Rice Research Institute of Shenyang Agricultural University, Key Laboratory of Northern Japonica Rice Genetics and Breeding, Ministry of Education and Liaoning Province, Key Laboratory of Northeast Rice Biology and Genetics and Breeding, Ministry of Agriculture , Shenyang, China 110866.
The College of Agriculture, Ibaraki University Ami , Inashiki, Ibaraki 300-0393, Japan.
J Agric Food Chem. 2017 May 31;65(21):4237-4246. doi: 10.1021/acs.jafc.7b00048. Epub 2017 May 19.
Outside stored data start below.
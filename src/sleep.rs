//! Sleep debt, trend classification, and goal tracking.
//!
//! All statistics are computed over whatever entry slice the caller passes
//! in; an empty history yields defined zero defaults rather than errors,
//! since "no data yet" is the normal starting state of a personal tracker.
//!
//! Sleep debt is deliberately one-sided: a long night does not repay a short
//! one. Within the rolling window the deficit only accumulates.

use chrono::{Days, NaiveDate};
use serde::{Deserialize, Serialize};
use std::fmt;

use crate::models::SleepEntry;

/// Goal clamp range and adjustment step, in minutes
pub const SLEEP_GOAL_MIN: u32 = 300;
pub const SLEEP_GOAL_MAX: u32 = 600;
pub const SLEEP_GOAL_STEP: u32 = 15;

/// Default nightly goal: 8 hours
pub const DEFAULT_SLEEP_GOAL: u32 = 480;

/// Number of most recent nights the debt window covers
const DEBT_WINDOW_NIGHTS: usize = 7;

/// Minimum mean shift, in minutes, before the trend leaves `Stable`
const TREND_NOISE_MINUTES: f64 = 15.0;

/// Nightly sleep duration target, always within the sane clamp range
#[derive(Debug, Clone, Copy, PartialEq, Eq, Serialize, Deserialize)]
pub struct SleepGoal {
    minutes: u32,
}

impl SleepGoal {
    /// Build a goal, clamping into 300..=600 minutes.
    pub fn new(minutes: u32) -> Self {
        SleepGoal {
            minutes: minutes.clamp(SLEEP_GOAL_MIN, SLEEP_GOAL_MAX),
        }
    }

    pub fn minutes(&self) -> u32 {
        self.minutes
    }

    /// Move the goal by whole 15-minute steps, clamped at the range edges.
    pub fn adjusted(&self, steps: i32) -> Self {
        let delta = steps.saturating_mul(SLEEP_GOAL_STEP as i32);
        let minutes = (self.minutes as i64 + delta as i64)
            .clamp(SLEEP_GOAL_MIN as i64, SLEEP_GOAL_MAX as i64) as u32;
        SleepGoal { minutes }
    }
}

impl Default for SleepGoal {
    fn default() -> Self {
        SleepGoal {
            minutes: DEFAULT_SLEEP_GOAL,
        }
    }
}

/// Three-state sleep duration trend
#[derive(Debug, Clone, Copy, PartialEq, Eq, Serialize, Deserialize)]
#[serde(rename_all = "lowercase")]
pub enum SleepTrend {
    Improving,
    Stable,
    Declining,
}

impl fmt::Display for SleepTrend {
    fn fmt(&self, f: &mut fmt::Formatter<'_>) -> fmt::Result {
        let name = match self {
            SleepTrend::Improving => "improving",
            SleepTrend::Stable => "stable",
            SleepTrend::Declining => "declining",
        };
        write!(f, "{}", name)
    }
}

/// Aggregated sleep statistics
#[derive(Debug, Clone, PartialEq, Serialize, Deserialize)]
pub struct SleepStats {
    /// Mean nightly duration in minutes over all supplied entries
    pub average_duration: f64,

    /// Mean quality (1-5) over all supplied entries
    pub average_quality: f64,

    /// One-sided deficit against the goal over the last 7 nights, in hours
    pub sleep_debt_hours: f64,

    /// Duration trend over the most recent nights
    pub trend: SleepTrend,
}

/// Severity bucket for the debt-based advice
#[derive(Debug, Clone, Copy, PartialEq, Eq, Serialize, Deserialize)]
#[serde(rename_all = "lowercase")]
pub enum SleepSeverity {
    Good,
    Warning,
    Danger,
}

/// Advice derived from accumulated sleep debt
#[derive(Debug, Clone, PartialEq)]
pub struct SleepAdvice {
    pub severity: SleepSeverity,
    pub message: String,
}

/// Compute sleep statistics for a history against a goal.
///
/// Averages run over every entry supplied; the debt window is the 7 most
/// recent nights; the trend compares the latest 3 nights against the 3
/// before them and stays `Stable` below 6 entries.
pub fn sleep_stats(entries: &[SleepEntry], goal: SleepGoal) -> SleepStats {
    if entries.is_empty() {
        return SleepStats {
            average_duration: 0.0,
            average_quality: 0.0,
            sleep_debt_hours: 0.0,
            trend: SleepTrend::Stable,
        };
    }

    let count = entries.len() as f64;
    let average_duration =
        entries.iter().map(|e| e.duration_minutes as f64).sum::<f64>() / count;
    let average_quality = entries.iter().map(|e| e.quality as f64).sum::<f64>() / count;

    let mut recent: Vec<&SleepEntry> = entries.iter().collect();
    recent.sort_by(|a, b| b.date.cmp(&a.date));

    let debt_minutes: u32 = recent
        .iter()
        .take(DEBT_WINDOW_NIGHTS)
        .map(|e| goal.minutes().saturating_sub(e.duration_minutes))
        .sum();
    let sleep_debt_hours = (debt_minutes as f64 / 60.0 * 10.0).round() / 10.0;

    SleepStats {
        average_duration,
        average_quality: (average_quality * 10.0).round() / 10.0,
        sleep_debt_hours,
        trend: duration_trend(&recent),
    }
}

/// Trend over date-descending entries: latest 3 vs the 3 preceding them.
fn duration_trend(recent: &[&SleepEntry]) -> SleepTrend {
    if recent.len() < 6 {
        return SleepTrend::Stable;
    }

    let mean = |slice: &[&SleepEntry]| {
        slice.iter().map(|e| e.duration_minutes as f64).sum::<f64>() / slice.len() as f64
    };
    let latest = mean(&recent[0..3]);
    let prior = mean(&recent[3..6]);

    if latest > prior + TREND_NOISE_MINUTES {
        SleepTrend::Improving
    } else if latest < prior - TREND_NOISE_MINUTES {
        SleepTrend::Declining
    } else {
        SleepTrend::Stable
    }
}

/// Advice for an accumulated debt: good below 2h, warning to 6h, danger above.
pub fn sleep_advice(debt_hours: f64) -> SleepAdvice {
    if debt_hours < 2.0 {
        SleepAdvice {
            severity: SleepSeverity::Good,
            message: "Sleep is on track. You're well recovered.".to_string(),
        }
    } else if debt_hours <= 6.0 {
        SleepAdvice {
            severity: SleepSeverity::Warning,
            message: format!(
                "{:.1}h of sleep debt this week. Aim for an earlier night.",
                debt_hours
            ),
        }
    } else {
        SleepAdvice {
            severity: SleepSeverity::Danger,
            message: format!(
                "Critical sleep debt: {:.1}h. Prioritize recovery.",
                debt_hours
            ),
        }
    }
}

/// Consecutive nights meeting the goal, counted back from `today`.
///
/// A missing night or a night under the goal breaks the run.
pub fn current_goal_streak(entries: &[SleepEntry], goal: SleepGoal, today: NaiveDate) -> u32 {
    let mut streak = 0;
    let mut day = today;
    loop {
        match entries.iter().find(|e| e.date == day) {
            Some(entry) if entry.duration_minutes >= goal.minutes() => streak += 1,
            _ => break,
        }
        day = match day.checked_sub_days(Days::new(1)) {
            Some(prev) => prev,
            None => break,
        };
    }
    streak
}

/// Longest run of calendar-consecutive nights meeting the goal.
pub fn longest_goal_streak(entries: &[SleepEntry], goal: SleepGoal) -> u32 {
    let mut sorted: Vec<&SleepEntry> = entries.iter().collect();
    sorted.sort_by_key(|e| e.date);

    let mut longest = 0u32;
    let mut run = 0u32;
    let mut prev_date: Option<NaiveDate> = None;

    for entry in sorted {
        if entry.duration_minutes >= goal.minutes() {
            let consecutive = prev_date
                .and_then(|p| p.checked_add_days(Days::new(1)))
                .map_or(false, |next| next == entry.date);
            run = if consecutive { run + 1 } else { 1 };
            longest = longest.max(run);
        } else {
            run = 0;
        }
        prev_date = Some(entry.date);
    }

    longest
}

/// Goal-met and logged-night counts over a trailing window (default 30 days).
pub fn goal_window_counts(
    entries: &[SleepEntry],
    goal: SleepGoal,
    today: NaiveDate,
    window_days: u32,
) -> (u32, u32) {
    let start = today
        .checked_sub_days(Days::new(window_days.saturating_sub(1) as u64))
        .unwrap_or(today);

    let mut reached = 0;
    let mut logged = 0;
    for entry in entries.iter().filter(|e| e.date >= start && e.date <= today) {
        logged += 1;
        if entry.duration_minutes >= goal.minutes() {
            reached += 1;
        }
    }
    (reached, logged)
}

/// Format minutes of sleep as `7h30` / `8h`.
pub fn format_sleep_duration(minutes: u32) -> String {
    let hours = minutes / 60;
    let mins = minutes % 60;
    if mins == 0 {
        format!("{}h", hours)
    } else {
        format!("{}h{:02}", hours, mins)
    }
}

#[cfg(test)]
mod tests {
    use super::*;

    fn date(y: i32, m: u32, d: u32) -> NaiveDate {
        NaiveDate::from_ymd_opt(y, m, d).unwrap()
    }

    fn nights(durations: &[u32]) -> Vec<SleepEntry> {
        // Most recent night first, walking back one day per element
        let today = date(2025, 6, 30);
        durations
            .iter()
            .enumerate()
            .map(|(i, &minutes)| {
                SleepEntry::new(today - Days::new(i as u64), minutes, 3)
            })
            .collect()
    }

    #[test]
    fn test_goal_clamps() {
        assert_eq!(SleepGoal::new(480).minutes(), 480);
        assert_eq!(SleepGoal::new(100).minutes(), 300);
        assert_eq!(SleepGoal::new(900).minutes(), 600);
    }

    #[test]
    fn test_goal_adjusts_in_steps() {
        let goal = SleepGoal::new(480);
        assert_eq!(goal.adjusted(1).minutes(), 495);
        assert_eq!(goal.adjusted(-2).minutes(), 450);
        // Clamped at the edges
        assert_eq!(SleepGoal::new(590).adjusted(3).minutes(), 600);
        assert_eq!(SleepGoal::new(310).adjusted(-5).minutes(), 300);
    }

    #[test]
    fn test_stats_empty_history_defaults() {
        let stats = sleep_stats(&[], SleepGoal::default());
        assert_eq!(stats.average_duration, 0.0);
        assert_eq!(stats.average_quality, 0.0);
        assert_eq!(stats.sleep_debt_hours, 0.0);
        assert_eq!(stats.trend, SleepTrend::Stable);
    }

    #[test]
    fn test_sleep_debt_one_sided() {
        // Goal 8h; nights [420,450,480,500,460,430,440]
        // Deficits: 60+30+0+0+20+50+40 = 200 min = 3.3h
        let goal = SleepGoal::new(480);
        let entries = nights(&[420, 450, 480, 500, 460, 430, 440]);
        let stats = sleep_stats(&entries, goal);
        assert_eq!(stats.sleep_debt_hours, 3.3);

        let advice = sleep_advice(stats.sleep_debt_hours);
        assert_eq!(advice.severity, SleepSeverity::Warning);
    }

    #[test]
    fn test_sleep_debt_never_negative() {
        // Every night over the goal: surplus never nets out to negative debt
        let entries = nights(&[600, 590, 580, 610, 620, 570, 560]);
        let stats = sleep_stats(&entries, SleepGoal::new(480));
        assert_eq!(stats.sleep_debt_hours, 0.0);
    }

    #[test]
    fn test_sleep_debt_window_is_seven_most_recent() {
        // The eighth night is a disaster but falls outside the debt window
        let entries = nights(&[480, 480, 480, 480, 480, 480, 480, 60]);
        let stats = sleep_stats(&entries, SleepGoal::new(480));
        assert_eq!(stats.sleep_debt_hours, 0.0);
    }

    #[test]
    fn test_trend_stable_below_six_entries() {
        let entries = nights(&[300, 600, 300, 600, 300]);
        let stats = sleep_stats(&entries, SleepGoal::default());
        assert_eq!(stats.trend, SleepTrend::Stable);
    }

    #[test]
    fn test_trend_improving_and_declining() {
        // Latest 3 nights average 480, prior 3 average 420
        let entries = nights(&[480, 480, 480, 420, 420, 420]);
        assert_eq!(
            sleep_stats(&entries, SleepGoal::default()).trend,
            SleepTrend::Improving
        );

        let entries = nights(&[420, 420, 420, 480, 480, 480]);
        assert_eq!(
            sleep_stats(&entries, SleepGoal::default()).trend,
            SleepTrend::Declining
        );
    }

    #[test]
    fn test_trend_within_noise_band_is_stable() {
        // 10-minute shift sits inside the 15-minute noise threshold
        let entries = nights(&[470, 470, 470, 460, 460, 460]);
        assert_eq!(
            sleep_stats(&entries, SleepGoal::default()).trend,
            SleepTrend::Stable
        );
    }

    #[test]
    fn test_averages_cover_all_entries() {
        let entries = nights(&[400, 500]);
        let stats = sleep_stats(&entries, SleepGoal::default());
        assert_eq!(stats.average_duration, 450.0);
        assert_eq!(stats.average_quality, 3.0);
    }

    #[test]
    fn test_advice_severity_buckets() {
        assert_eq!(sleep_advice(0.0).severity, SleepSeverity::Good);
        assert_eq!(sleep_advice(1.9).severity, SleepSeverity::Good);
        assert_eq!(sleep_advice(2.0).severity, SleepSeverity::Warning);
        assert_eq!(sleep_advice(6.0).severity, SleepSeverity::Warning);
        assert_eq!(sleep_advice(6.1).severity, SleepSeverity::Danger);
    }

    #[test]
    fn test_current_goal_streak() {
        let today = date(2025, 6, 30);
        let goal = SleepGoal::new(480);
        let entries = vec![
            SleepEntry::new(today, 490, 4),
            SleepEntry::new(today - Days::new(1), 500, 4),
            SleepEntry::new(today - Days::new(2), 400, 2), // breaks the run
            SleepEntry::new(today - Days::new(3), 510, 5),
        ];
        assert_eq!(current_goal_streak(&entries, goal, today), 2);

        // No entry for today means no active streak
        let entries = vec![SleepEntry::new(today - Days::new(1), 500, 4)];
        assert_eq!(current_goal_streak(&entries, goal, today), 0);
    }

    #[test]
    fn test_longest_goal_streak_requires_consecutive_days() {
        let today = date(2025, 6, 30);
        let goal = SleepGoal::new(480);
        let entries = vec![
            SleepEntry::new(today, 490, 4),
            SleepEntry::new(today - Days::new(1), 500, 4),
            SleepEntry::new(today - Days::new(2), 490, 4),
            // gap: no night logged for today-3
            SleepEntry::new(today - Days::new(4), 520, 5),
            SleepEntry::new(today - Days::new(5), 530, 5),
        ];
        assert_eq!(longest_goal_streak(&entries, goal), 3);
    }

    #[test]
    fn test_goal_window_counts() {
        let today = date(2025, 6, 30);
        let goal = SleepGoal::new(480);
        let entries = vec![
            SleepEntry::new(today, 490, 4),
            SleepEntry::new(today - Days::new(1), 400, 2),
            SleepEntry::new(today - Days::new(40), 600, 5), // outside window
        ];
        assert_eq!(goal_window_counts(&entries, goal, today, 30), (1, 2));
    }

    #[test]
    fn test_format_sleep_duration() {
        assert_eq!(format_sleep_duration(480), "8h");
        assert_eq!(format_sleep_duration(450), "7h30");
        assert_eq!(format_sleep_duration(425), "7h05");
    }
}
Viscosity, a crucial characteristic for rice palatability, is affected by endosperm characters. We compared correlations between differences in viscosity of japonica rice with various palatability and endosperm characters. Changes in apparent amylose and protein contents (AAC% and PC%, respectively) and amylopectin side-chain distribution and the relationship of these traits with palatability were investigated in superior and inferior spikelets of good cultivars with low amylose content from Hokkaido and common cultivars from northeastern Japan, using rapid visco analyzer characteristics and rice-grain microstructures. Significant differences occurred in PC%, AAC%, breakdown, setback, peak time, and pasting temperature of different cultivars and grain positions. Amylopectin components showed remarkable differences in grain surfaces, surface layers, and section structure between the grain varieties. Hokkaido cultivars showed better viscosity than northeastern cultivars, particularly initial stage grains. Correlation analysis indicated viscosity was mainly AAC%-dependent, whereas differences in endosperm characteristics between spikelet positions were mainly due to grain-filling temperature.
黏度是稻米口感的一个重要特性,受胚乳特性的影响。我们比较了不同口感和胚乳特性的粳稻黏度差异之间的相关性。利用快速黏度分析仪特性和稻米微观结构,对北海道低直链淀粉含量优良品种和日本东北部普通品种的优、劣颖花之间的表观直链淀粉含量和蛋白质含量(AAC%和 PC%,分别)以及支链淀粉侧链分布的变化及其与口感的关系进行了研究。不同品种和粒位的 PC%、AAC%、崩解值、回冷值、峰值时间和糊化温度均存在显著差异。直链淀粉成分在粒面、表层和截面结构上均存在显著差异。北海道品种的黏度优于东北地区品种,特别是初期粒。相关分析表明,黏度主要与 AAC%有关,而颖花位置之间的胚乳特性差异主要是由于灌浆温度不同所致。